Task. Across the entries that follow, how many lines have the word "crate" in them? Give only the number.

==== Material provided

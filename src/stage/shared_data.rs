use log::warn;
use rustc_hash::FxHashMap;
use std::rc::Rc;

use crate::game::chart::Chart;
use crate::game::song::SongInfo;
use crate::game::stage_stats::PerformanceSummary;

/// Keys exchanged between stages.
pub mod keys {
    /// `Song`: the song picked on song select.
    pub const SELECTED_SONG: &str = "selectedSong";
    /// `Int`: difficulty index into `FILE_DIFFICULTY_NAMES`.
    pub const SELECTED_DIFFICULTY: &str = "selectedDifficulty";
    /// `Text`: id of the song being played or evaluated.
    pub const SONG_ID: &str = "songId";
    /// `Summary`: result of the finished play.
    pub const PERFORMANCE_SUMMARY: &str = "performanceSummary";
    /// `Chart`: chart loaded by the song transition.
    pub const PARSED_CHART: &str = "parsedChart";
}

#[derive(Clone, Debug)]
pub enum SharedValue {
    Int(i64),
    Float(f64),
    Bool(bool),
    Text(String),
    Song(Rc<SongInfo>),
    Chart(Rc<Chart>),
    Summary(PerformanceSummary),
}

impl SharedValue {
    pub const fn type_name(&self) -> &'static str {
        match self {
            Self::Int(_) => "Int",
            Self::Float(_) => "Float",
            Self::Bool(_) => "Bool",
            Self::Text(_) => "Text",
            Self::Song(_) => "Song",
            Self::Chart(_) => "Chart",
            Self::Summary(_) => "Summary",
        }
    }
}

impl From<i64> for SharedValue {
    fn from(v: i64) -> Self {
        Self::Int(v)
    }
}

impl From<usize> for SharedValue {
    fn from(v: usize) -> Self {
        Self::Int(i64::try_from(v).unwrap_or(i64::MAX))
    }
}

impl From<f64> for SharedValue {
    fn from(v: f64) -> Self {
        Self::Float(v)
    }
}

impl From<bool> for SharedValue {
    fn from(v: bool) -> Self {
        Self::Bool(v)
    }
}

impl From<String> for SharedValue {
    fn from(v: String) -> Self {
        Self::Text(v)
    }
}

impl From<&str> for SharedValue {
    fn from(v: &str) -> Self {
        Self::Text(v.to_string())
    }
}

impl From<Rc<SongInfo>> for SharedValue {
    fn from(v: Rc<SongInfo>) -> Self {
        Self::Song(v)
    }
}

impl From<Rc<Chart>> for SharedValue {
    fn from(v: Rc<Chart>) -> Self {
        Self::Chart(v)
    }
}

impl From<Chart> for SharedValue {
    fn from(v: Chart) -> Self {
        Self::Chart(Rc::new(v))
    }
}

impl From<PerformanceSummary> for SharedValue {
    fn from(v: PerformanceSummary) -> Self {
        Self::Summary(v)
    }
}

/// Typed view of a `SharedValue`. `None` means "wrong type".
pub trait FromShared: Sized {
    fn from_shared(value: &SharedValue) -> Option<Self>;
}

impl FromShared for i64 {
    fn from_shared(value: &SharedValue) -> Option<Self> {
        match value {
            SharedValue::Int(v) => Some(*v),
            _ => None,
        }
    }
}

impl FromShared for usize {
    fn from_shared(value: &SharedValue) -> Option<Self> {
        match value {
            SharedValue::Int(v) => usize::try_from(*v).ok(),
            _ => None,
        }
    }
}

impl FromShared for f64 {
    fn from_shared(value: &SharedValue) -> Option<Self> {
        match value {
            SharedValue::Float(v) => Some(*v),
            SharedValue::Int(v) => Some(*v as f64),
            _ => None,
        }
    }
}

impl FromShared for bool {
    fn from_shared(value: &SharedValue) -> Option<Self> {
        match value {
            SharedValue::Bool(v) => Some(*v),
            _ => None,
        }
    }
}

impl FromShared for String {
    fn from_shared(value: &SharedValue) -> Option<Self> {
        match value {
            SharedValue::Text(v) => Some(v.clone()),
            _ => None,
        }
    }
}

impl FromShared for Rc<SongInfo> {
    fn from_shared(value: &SharedValue) -> Option<Self> {
        match value {
            SharedValue::Song(v) => Some(Rc::clone(v)),
            _ => None,
        }
    }
}

impl FromShared for Rc<Chart> {
    fn from_shared(value: &SharedValue) -> Option<Self> {
        match value {
            SharedValue::Chart(v) => Some(Rc::clone(v)),
            _ => None,
        }
    }
}

impl FromShared for PerformanceSummary {
    fn from_shared(value: &SharedValue) -> Option<Self> {
        match value {
            SharedValue::Summary(v) => Some(v.clone()),
            _ => None,
        }
    }
}

/// One-shot key/value payload handed from the outgoing stage to the
/// incoming one. Readers never fail: a missing key or a value of the wrong
/// type yields `None` (or the caller's default).
#[derive(Clone, Debug, Default)]
pub struct SharedData {
    values: FxHashMap<String, SharedValue>,
}

impl SharedData {
    pub fn new() -> Self {
        Self::default()
    }

    pub fn with(mut self, key: &str, value: impl Into<SharedValue>) -> Self {
        self.insert(key, value);
        self
    }

    pub fn insert(&mut self, key: &str, value: impl Into<SharedValue>) {
        self.values.insert(key.to_string(), value.into());
    }

    pub fn get<T: FromShared>(&self, key: &str) -> Option<T> {
        let value = self.values.get(key)?;
        let typed = T::from_shared(value);
        if typed.is_none() {
            warn!(
                "Shared data '{key}' holds {}, not {}",
                value.type_name(),
                std::any::type_name::<T>()
            );
        }
        typed
    }

    pub fn get_or<T: FromShared>(&self, key: &str, default: T) -> T {
        self.get(key).unwrap_or(default)
    }

    pub fn len(&self) -> usize {
        self.values.len()
    }

    pub fn is_empty(&self) -> bool {
        self.values.is_empty()
    }

    pub fn clear(&mut self) {
        self.values.clear();
    }
}

#[cfg(test)]
mod tests {
    use super::*;
    use crate::game::stage_stats::CompletionReason;

    #[test]
    fn typed_reads_degrade_on_mismatch() {
        let data = SharedData::new()
            .with(keys::SELECTED_DIFFICULTY, 3usize)
            .with(keys::SONG_ID, "glass-tide")
            .with(keys::PERFORMANCE_SUMMARY, "not a summary");

        assert_eq!(data.get::<usize>(keys::SELECTED_DIFFICULTY), Some(3));
        assert_eq!(data.get::<String>(keys::SONG_ID).as_deref(), Some("glass-tide"));
        assert_eq!(data.get::<bool>(keys::SONG_ID), None, "wrong type reads as None");
        assert_eq!(
            data.get_or(keys::PERFORMANCE_SUMMARY, PerformanceSummary::default()),
            PerformanceSummary::default()
        );
        assert_eq!(data.get_or::<i64>("absent", 7), 7);
    }

    #[test]
    fn negative_ints_do_not_read_as_indices() {
        let data = SharedData::new().with(keys::SELECTED_DIFFICULTY, -1i64);
        assert_eq!(data.get::<usize>(keys::SELECTED_DIFFICULTY), None);
        assert_eq!(data.get::<f64>(keys::SELECTED_DIFFICULTY), Some(-1.0));
    }

    #[test]
    fn summaries_and_charts_are_carried_intact() {
        let summary = PerformanceSummary {
            score: 42,
            completion: CompletionReason::Failed,
            ..Default::default()
        };
        let chart = Chart {
            song_id: "x".to_string(),
            note_times: vec![1.0, 2.0],
            ..Default::default()
        };
        let mut data = SharedData::new()
            .with(keys::PERFORMANCE_SUMMARY, summary.clone())
            .with(keys::PARSED_CHART, chart);
        assert_eq!(data.get::<PerformanceSummary>(keys::PERFORMANCE_SUMMARY), Some(summary));
        let chart = data.get::<Rc<Chart>>(keys::PARSED_CHART).expect("chart");
        assert_eq!(chart.note_count(), 2);
        assert_eq!(data.len(), 2);
        data.clear();
        assert!(data.is_empty());
    }
}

========

Your solution. 4